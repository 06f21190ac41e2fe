use std::sync::Arc;

use tokio::sync::Mutex;

use crate::events::queue::EventBus;
use crate::events::worker::run_event_worker;
use crate::handlers::planner::PlannerEngine;
use crate::service::notification_service::NotificationSink;
use crate::tasks::capture_loop::{run_capture_loop, CaptureSource, ListeningFlag};
use crate::tasks::task_runner::TaskRunner;

const EVENT_BUFFER: usize = 32;

/// Runs the capture supervisor and the event worker until listening stops
/// and every queued command has been applied.
pub async fn run_listen<S>(
    engine: Arc<Mutex<PlannerEngine>>,
    mut source: S,
    listening: ListeningFlag,
    sink: Arc<dyn NotificationSink>,
) where
    S: CaptureSource + 'static,
{
    let (bus, rx) = EventBus::new(EVENT_BUFFER);

    let mut task_runner = TaskRunner::new();
    task_runner.add_task("event_worker", run_event_worker(rx, engine));
    task_runner.add_task("capture_loop", async move {
        run_capture_loop(&mut source, bus, listening, sink).await;
    });
    task_runner.start_all().join().await;
}
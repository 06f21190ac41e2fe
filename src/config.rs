use std::collections::HashMap;
use std::env;
use std::fs;
use std::path::PathBuf;

const DEFAULT_DATA_DIR: &str = "./data";
const DEFAULT_LOG_LEVEL: &str = "info";

/// `KEY=VALUE` settings file. Lookups fall back to the process environment.
#[derive(Debug, Default, Clone)]
pub struct AppConfig {
    values: HashMap<String, String>,
}

impl AppConfig {
    pub fn from_file(path: &str) -> Result<Self, String> {
        let content = fs::read_to_string(path).map_err(|e| e.to_string())?;
        Self::parse(&content)
    }

    pub fn parse(content: &str) -> Result<Self, String> {
        let mut values = HashMap::new();
        for (idx, line) in content.lines().enumerate() {
            let trimmed = line.trim();
            if trimmed.is_empty() || trimmed.starts_with('#') {
                continue;
            }
            let trimmed = trimmed.strip_prefix("export ").unwrap_or(trimmed);
            let Some((key, value)) = trimmed.split_once('=') else {
                return Err(format!("Invalid config line {}: {}", idx + 1, line));
            };
            let key = key.trim();
            let mut value = value.trim().to_string();
            if value.len() >= 2
                && ((value.starts_with('"') && value.ends_with('"'))
                    || (value.starts_with('\'') && value.ends_with('\'')))
            {
                value = value[1..value.len() - 1].to_string();
            }
            values.insert(key.to_string(), value);
        }
        Ok(Self { values })
    }

    pub fn get(&self, key: &str) -> Option<String> {
        self.values.get(key).cloned()
    }

    /// File value first, then the environment variable of the same name.
    pub fn lookup(&self, key: &str) -> Option<String> {
        self.get(key)
            .or_else(|| env::var(key).ok())
            .filter(|value| !value.trim().is_empty())
    }
}

#[derive(Debug, Clone, Copy, PartialEq, Eq)]
pub enum RunMode {
    /// Show the day when no subcommand is given.
    Cli,
    /// Start listening when no subcommand is given.
    Listen,
}

#[derive(Debug, Clone, PartialEq, Eq)]
pub struct PlannerSettings {
    pub data_dir: PathBuf,
    pub log_level: String,
    pub log_dir: Option<PathBuf>,
    pub run_mode: RunMode,
}

impl PlannerSettings {
    pub fn resolve(config: &AppConfig) -> Self {
        let run_mode = match config.lookup("RUN_MODE").as_deref() {
            Some("listen") => RunMode::Listen,
            Some("cli") | None => RunMode::Cli,
            Some(other) => {
                eprintln!("Invalid run mode {}, using cli", other);
                RunMode::Cli
            }
        };
        Self {
            data_dir: PathBuf::from(
                config
                    .lookup("DATA_DIR")
                    .unwrap_or_else(|| DEFAULT_DATA_DIR.to_string()),
            ),
            log_level: config
                .lookup("LOG_LEVEL")
                .unwrap_or_else(|| DEFAULT_LOG_LEVEL.to_string()),
            log_dir: config.lookup("LOG_DIR").map(PathBuf::from),
            run_mode,
        }
    }
}
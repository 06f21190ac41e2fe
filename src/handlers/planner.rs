use std::sync::Arc;

use log::{debug, error, info};

use crate::models::command::{Outcome, Severity};
use crate::models::schedule::Schedule;
use crate::models::slot::{slot_grid, Slot};
use crate::service::notification_service::{NotificationService, NotificationSink};
use crate::service::resolver::{resolve, Resolution};
use crate::service::routing::{CommandRouter, PatternRouter};
use crate::service::schedule_service::ScheduleService;
use crate::storage::{load_schedule, save_schedule, BlobStore};

#[derive(Debug, Clone, PartialEq, Eq)]
pub enum PlannerEvent {
    TranscriptReceived { text: String },
    SlotEdited { slot: Slot, label: String },
    ClearRequested,
}

/// One line of the rendered day: slot, its 12-hour label, and the event.
#[derive(Debug, Clone, PartialEq, Eq)]
pub struct SlotRow {
    pub slot: Slot,
    pub display: String,
    pub label: Option<String>,
}

/// Owns the schedule and runs each command to completion:
/// route, resolve, apply, persist, notify.
pub struct PlannerEngine {
    schedule: Schedule,
    store: Arc<dyn BlobStore>,
    sink: Arc<dyn NotificationSink>,
    router: Arc<dyn CommandRouter>,
}

impl PlannerEngine {
    pub fn new(
        schedule: Schedule,
        store: Arc<dyn BlobStore>,
        sink: Arc<dyn NotificationSink>,
    ) -> Self {
        Self {
            schedule,
            store,
            sink,
            router: Arc::new(PatternRouter),
        }
    }

    /// Builds an engine around the schedule persisted in `store`.
    pub fn load(store: Arc<dyn BlobStore>, sink: Arc<dyn NotificationSink>) -> Self {
        let schedule = load_schedule(store.as_ref());
        Self::new(schedule, store, sink)
    }

    pub fn with_router(mut self, router: Arc<dyn CommandRouter>) -> Self {
        self.router = router;
        self
    }

    pub fn schedule(&self) -> &Schedule {
        &self.schedule
    }

    pub fn rows(&self) -> Vec<SlotRow> {
        slot_grid()
            .iter()
            .map(|slot| SlotRow {
                slot: *slot,
                display: slot.display_label(),
                label: self.schedule.get(*slot).map(str::to_string),
            })
            .collect()
    }

    pub fn process_command(&mut self, text: &str) -> Outcome {
        debug!("event=command_received module=planner text={text:?}");
        let parsed = self.router.route(text, &self.schedule);
        let outcome = match resolve(&parsed, &self.schedule) {
            Resolution::Apply(mutation) => ScheduleService::apply(&mut self.schedule, mutation),
            Resolution::Reject(outcome) => outcome,
        };
        info!(
            "event=command_processed module=planner intent={:?} success={}",
            parsed.intent(),
            outcome.is_success()
        );
        self.finish(outcome)
    }

    pub fn clear_all(&mut self) -> Outcome {
        let outcome = ScheduleService::clear_all(&mut self.schedule);
        self.finish(outcome)
    }

    pub fn edit_slot(&mut self, slot: Slot, label: &str) -> Outcome {
        let outcome = ScheduleService::edit(&mut self.schedule, slot, label);
        self.finish(outcome)
    }

    pub fn handle_event(&mut self, event: PlannerEvent) -> Outcome {
        match event {
            PlannerEvent::TranscriptReceived { text } => self.process_command(&text),
            PlannerEvent::SlotEdited { slot, label } => self.edit_slot(slot, &label),
            PlannerEvent::ClearRequested => self.clear_all(),
        }
    }

    fn finish(&mut self, outcome: Outcome) -> Outcome {
        if outcome.is_mutation() {
            self.persist();
        }
        NotificationService::notify(self.sink.as_ref(), &outcome);
        outcome
    }

    fn persist(&self) {
        if let Err(err) = save_schedule(self.store.as_ref(), &self.schedule) {
            error!("event=schedule_save module=planner status=error error={err}");
            self.sink
                .notify(&format!("Could not save schedule: {err}"), Severity::Error);
        }
    }
}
**********
*Activity*: Make an exact copy of all the data.

*Exercise solution*:
repository 06f21190ac41e2fe
use std::sync::Arc;

use tokio::sync::Mutex;

use crate::events::queue::EventBus;
use crate::events::worker::run_event_worker;
use crate::handlers::planner::PlannerEngine;
use crate::service::notification_service::NotificationSink;
use crate::tasks::capture_loop::{run_capture_loop, CaptureSource, ListeningFlag};
use crate::tasks::task_runner::TaskRunner;

const EVENT_BUFFER: usize = 32;

/// Runs the capture supervisor and the event worker until listening stops
/// and every queued command has been applied.
pub async fn run_listen<S>(
    engine: Arc<Mutex<PlannerEngine>>,
    mut source: S,
    listening: ListeningFlag,
    sink: Arc<dyn NotificationSink>,
) where
    S: CaptureSource + 'static,
{
    let (bus, rx) = EventBus::new(EVENT_BUFFER);

    let mut task_runner = TaskRunner::new();
    task_runner.add_task("event_worker", run_event_worker(rx, engine));
    task_runner.add_task("capture_loop", async move {
        run_capture_loop(&mut source, bus, listening, sink).await;
    });
    task_runner.start_all().join().await;
}
repository 06f21190ac41e2fe
filename src/config.rs
use std::collections::HashMap;
use std::env;
use std::fs;
use std::path::PathBuf;

const DEFAULT_DATA_DIR: &str = "./data";
const DEFAULT_LOG_LEVEL: &str = "info";

/// `KEY=VALUE` settings file. Lookups fall back to the process environment.
#[derive(Debug, Default, Clone)]
pub struct AppConfig {
    values: HashMap<String, String>,
}

impl AppConfig {
    pub fn from_file(path: &str) -> Result<Self, String> {
        let content = fs::read_to_string(path).map_err(|e| e.to_string())?;
        Self::parse(&content)
    }

    pub fn parse(content: &str) -> Result<Self, String> {
        let mut values = HashMap::new();
        for (idx, line) in content.lines().enumerate() {
            let trimmed = line.trim();
            if trimmed.is_empty() || trimmed.starts_with('#') {
                continue;
            }
            let trimmed = trimmed.strip_prefix("export ").unwrap_or(trimmed);
            let Some((key, value)) = trimmed.split_once('=') else {
                return Err(format!("Invalid config line {}: {}", idx + 1, line));
            };
            let key = key.trim();
            let mut value = value.trim().to_string();
            if value.len() >= 2
                && ((value.starts_with('"') && value.ends_with('"'))
                    || (value.starts_with('\'') && value.ends_with('\'')))
            {
                value = value[1..value.len() - 1].to_string();
            }
            values.insert(key.to_string(), value);
        }
        Ok(Self { values })
    }

    pub fn get(&self, key: &str) -> Option<String> {
        self.values.get(key).cloned()
    }

    /// File value first, then the environment variable of the same name.
    pub fn lookup(&self, key: &str) -> Option<String> {
        self.get(key)
            .or_else(|| env::var(key).ok())
            .filter(|value| !value.trim().is_empty())
    }
}

#[derive(Debug, Clone, Copy, PartialEq, Eq)]
pub enum RunMode {
    /// Show the day when no subcommand is given.
    Cli,
    /// Start listening when no subcommand is given.
    Listen,
}

#[derive(Debug, Clone, PartialEq, Eq)]
pub struct PlannerSettings {
    pub data_dir: PathBuf,
    pub log_level: String,
    pub log_dir: Option<PathBuf>,
    pub run_mode: RunMode,
}

impl PlannerSettings {
    pub fn resolve(config: &AppConfig) -> Self {
        let run_mode = match config.lookup("RUN_MODE").as_deref() {
            Some("listen") => RunMode::Listen,
            Some("cli") | None => RunMode::Cli,
            Some(other) => {
                eprintln!("Invalid run mode {}, using cli", other);
                RunMode::Cli
            }
        };
        Self {
            data_dir: PathBuf::from(
                config
                    .lookup("DATA_DIR")
                    .unwrap_or_else(|| DEFAULT_DATA_DIR.to_string()),
            ),
            log_level: config
                .lookup("LOG_LEVEL")
                .unwrap_or_else(|| DEFAULT_LOG_LEVEL.to_string()),
            log_dir: config.lookup("LOG_DIR").map(PathBuf::from),
            run_mode,
        }
    }
}
repository 06f21190ac41e2fe
filename src/handlers/planner.rs
use std::sync::Arc;

use log::{debug, error, info};

use crate::models::command::{Outcome, Severity};
use crate::models::schedule::Schedule;
use crate::models::slot::{slot_grid, Slot};
use crate::service::notification_service::{NotificationService, NotificationSink};
use crate::service::resolver::{resolve, Resolution};
use crate::service::routing::{CommandRouter, PatternRouter};
use crate::service::schedule_service::ScheduleService;
use crate::storage::{load_schedule, save_schedule, BlobStore};

#[derive(Debug, Clone, PartialEq, Eq)]
pub enum PlannerEvent {
    TranscriptReceived { text: String },
    SlotEdited { slot: Slot, label: String },
    ClearRequested,
}

/// One line of the rendered day: slot, its 12-hour label, and the event.
#[derive(Debug, Clone, PartialEq, Eq)]
pub struct SlotRow {
    pub slot: Slot,
    pub display: String,
    pub label: Option<String>,
}

/// Owns the schedule and runs each command to completion:
/// route, resolve, apply, persist, notify.
pub struct PlannerEngine {
    schedule: Schedule,
    store: Arc<dyn BlobStore>,
    sink: Arc<dyn NotificationSink>,
    router: Arc<dyn CommandRouter>,
}

impl PlannerEngine {
    pub fn new(
        schedule: Schedule,
        store: Arc<dyn BlobStore>,
        sink: Arc<dyn NotificationSink>,
    ) -> Self {
        Self {
            schedule,
            store,
            sink,
            router: Arc::new(PatternRouter),
        }
    }

    /// Builds an engine around the schedule persisted in `store`.
    pub fn load(store: Arc<dyn BlobStore>, sink: Arc<dyn NotificationSink>) -> Self {
        let schedule = load_schedule(store.as_ref());
        Self::new(schedule, store, sink)
    }

    pub fn with_router(mut self, router: Arc<dyn CommandRouter>) -> Self {
        self.router = router;
        self
    }

    pub fn schedule(&self) -> &Schedule {
        &self.schedule
    }

    pub fn rows(&self) -> Vec<SlotRow> {
        slot_grid()
            .iter()
            .map(|slot| SlotRow {
                slot: *slot,
                display: slot.display_label(),
                label: self.schedule.get(*slot).map(str::to_string),
            })
            .collect()
    }

    pub fn process_command(&mut self, text: &str) -> Outcome {
        debug!("event=command_received module=planner text={text:?}");
        let parsed = self.router.route(text, &self.schedule);
        let outcome = match resolve(&parsed, &self.schedule) {
            Resolution::Apply(mutation) => ScheduleService::apply(&mut self.schedule, mutation),
            Resolution::Reject(outcome) => outcome,
        };
        info!(
            "event=command_processed module=planner intent={:?} success={}",
            parsed.intent(),
            outcome.is_success()
        );
        self.finish(outcome)
    }

    pub fn clear_all(&mut self) -> Outcome {
        let outcome = ScheduleService::clear_all(&mut self.schedule);
        self.finish(outcome)
    }

    pub fn edit_slot(&mut self, slot: Slot, label: &str) -> Outcome {
        let outcome = ScheduleService::edit(&mut self.schedule, slot, label);
        self.finish(outcome)
    }

    pub fn handle_event(&mut self, event: PlannerEvent) -> Outcome {
        match event {
            PlannerEvent::TranscriptReceived { text } => self.process_command(&text),
            PlannerEvent::SlotEdited { slot, label } => self.edit_slot(slot, &label),
            PlannerEvent::ClearRequested => self.clear_all(),
        }
    }

    fn finish(&mut self, outcome: Outcome) -> Outcome {
        if outcome.is_mutation() {
            self.persist();
        }
        NotificationService::notify(self.sink.as_ref(), &outcome);
        outcome
    }

    fn persist(&self) {
        if let Err(err) = save_schedule(self.store.as_ref(), &self.schedule) {
            error!("event=schedule_save module=planner status=error error={err}");
            self.sink
                .notify(&format!("Could not save schedule: {err}"), Severity::Error);
        }
    }
}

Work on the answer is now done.